Mitchell smiled and nodded.

"Okay, this'll take ten or fifteen minutes. You can start unloading whatever you have to unload."

"Thank you," Castillo said.

"Consider it your hearty meal for the condemned man," Mitchell said, shook his hand, and went to the stair door.

Castillo turned to Miller.

"So where do I find a secure phone?"

"There's one in

your Yukon."

"I said a secure phone."

"And I said, Colonel, sir, 'In your Yukon,'" Miller said, and made a grand gesture toward the stair door.

Miller motioned for Castillo to precede him into the backseat of one of the dark blue Yukons.
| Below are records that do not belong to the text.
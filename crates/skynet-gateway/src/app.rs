use std::path::PathBuf;
use std::sync::Arc;

use axum::routing::{get, post};
use axum::Router;
use rusqlite::Connection;

use skynet_agent::tools::admin::admin_tools;
use skynet_agent::tools::canvas::canvas_tools;
use skynet_agent::tools::history::FetchElementsTool;
use skynet_agent::{build_canonical_tree, GeminiProvider, LlmProvider, Runner};
use skynet_canvas::CanvasStore;
use skynet_core::config::{CanvasConfig, RunEnv};
use skynet_ingest::{IngestPipeline, NullTranscriber, NullVisionDescriber};
use skynet_sessions::SessionManager;

/// Central shared state, passed as `Arc<AppState>` to every handler.
pub struct AppState {
    pub config: CanvasConfig,
    pub canvas: Arc<CanvasStore>,
    pub runner: Arc<Runner>,
    pub ingest: IngestPipeline,
}

impl AppState {
    /// Wire the runtime together from a loaded config: open both SQLite
    /// connections, build the canonical agent tree, and construct the
    /// single `Runner` every HTTP handler drives turns through.
    pub fn new(config: CanvasConfig) -> anyhow::Result<Self> {
        for path in [&config.db_path, &config.session_db_path] {
            if let Some(parent) = std::path::Path::new(path).parent() {
                std::fs::create_dir_all(parent)?;
            }
        }
        std::fs::create_dir_all(&config.images_path)?;

        let canvas_conn = Connection::open(&config.db_path)?;
        skynet_canvas::db::init_db(&canvas_conn)?;
        let canvas = Arc::new(CanvasStore::new(canvas_conn));

        let session_conn = Connection::open(&config.session_db_path)?;
        skynet_sessions::db::init_db(&session_conn)?;
        let sessions = Arc::new(SessionManager::new(session_conn));

        let api_key = config
            .google_api_key
            .clone()
            .ok_or_else(|| anyhow::anyhow!("GOOGLE_API_KEY is required"))?;
        let provider: Arc<dyn LlmProvider> = Arc::new(GeminiProvider::new(api_key));

        let history_tools: Vec<_> = vec![Arc::new(FetchElementsTool::new(canvas.clone())) as Arc<dyn skynet_agent::tools::Tool>];
        let canvas_tool_set = canvas_tools(canvas.clone());
        let mut combined_canvas_tools = canvas_tool_set;
        combined_canvas_tools.extend(history_tools.clone());
        let admin_enabled = config.env == RunEnv::Dev;

        let tree = build_canonical_tree(
            &config.gemini_model_smart,
            history_tools,
            combined_canvas_tools,
            admin_tools(admin_enabled),
        )?;

        let runner = Arc::new(Runner::new("skynet-canvas", sessions, canvas.clone(), provider, tree));

        let ingest = IngestPipeline::new(
            canvas.clone(),
            runner.clone(),
            Arc::new(NullTranscriber),
            Arc::new(NullVisionDescriber),
            PathBuf::from(&config.images_path),
        );

        Ok(Self { config, canvas, runner, ingest })
    }
}

/// Assemble the full Axum router (spec §6).
pub fn build_router(state: Arc<AppState>) -> Router {
    Router::new()
        .route("/", get(crate::http::health::health_handler))
        .route("/ingest", post(crate::http::ingest::ingest_handler))
        .route("/summarize", post(crate::http::summarize::summarize_handler))
        .route("/ask", post(crate::http::ask::ask_handler))
        .route("/chat/message", post(crate::http::chat::chat_message_handler))
        .with_state(state)
        .layer(tower_http::trace::TraceLayer::new_for_http())
}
Then, not without difficulty, he stowed his crutch, got in beside him, and closed the door.

There was a telephone handset mounted on the rear of the driver's seat in the Yukon. Except for an extraordinarily thick cord, it looked like a perfectly normal handset.

"That's secure?" Castillo asked.

"Secure and brand-new," Miller replied. "A present from your pal Aloysius."

"Really?"

"He called up three or four days ago, asked of your general health and welfare, then asked if there was anything he could do for us. I told him I couldn't think of a thing. He said he had a new toy he thought you might like to play with, one in its developmental phase."

Miller pointed at the telephone.

"So yesterday, I was not surprised when the Secret Service guy said there were some people from AFC seeking access to your throne room in the complex. I was surprised when they came up to see that one of them was Aloysius in the flesh."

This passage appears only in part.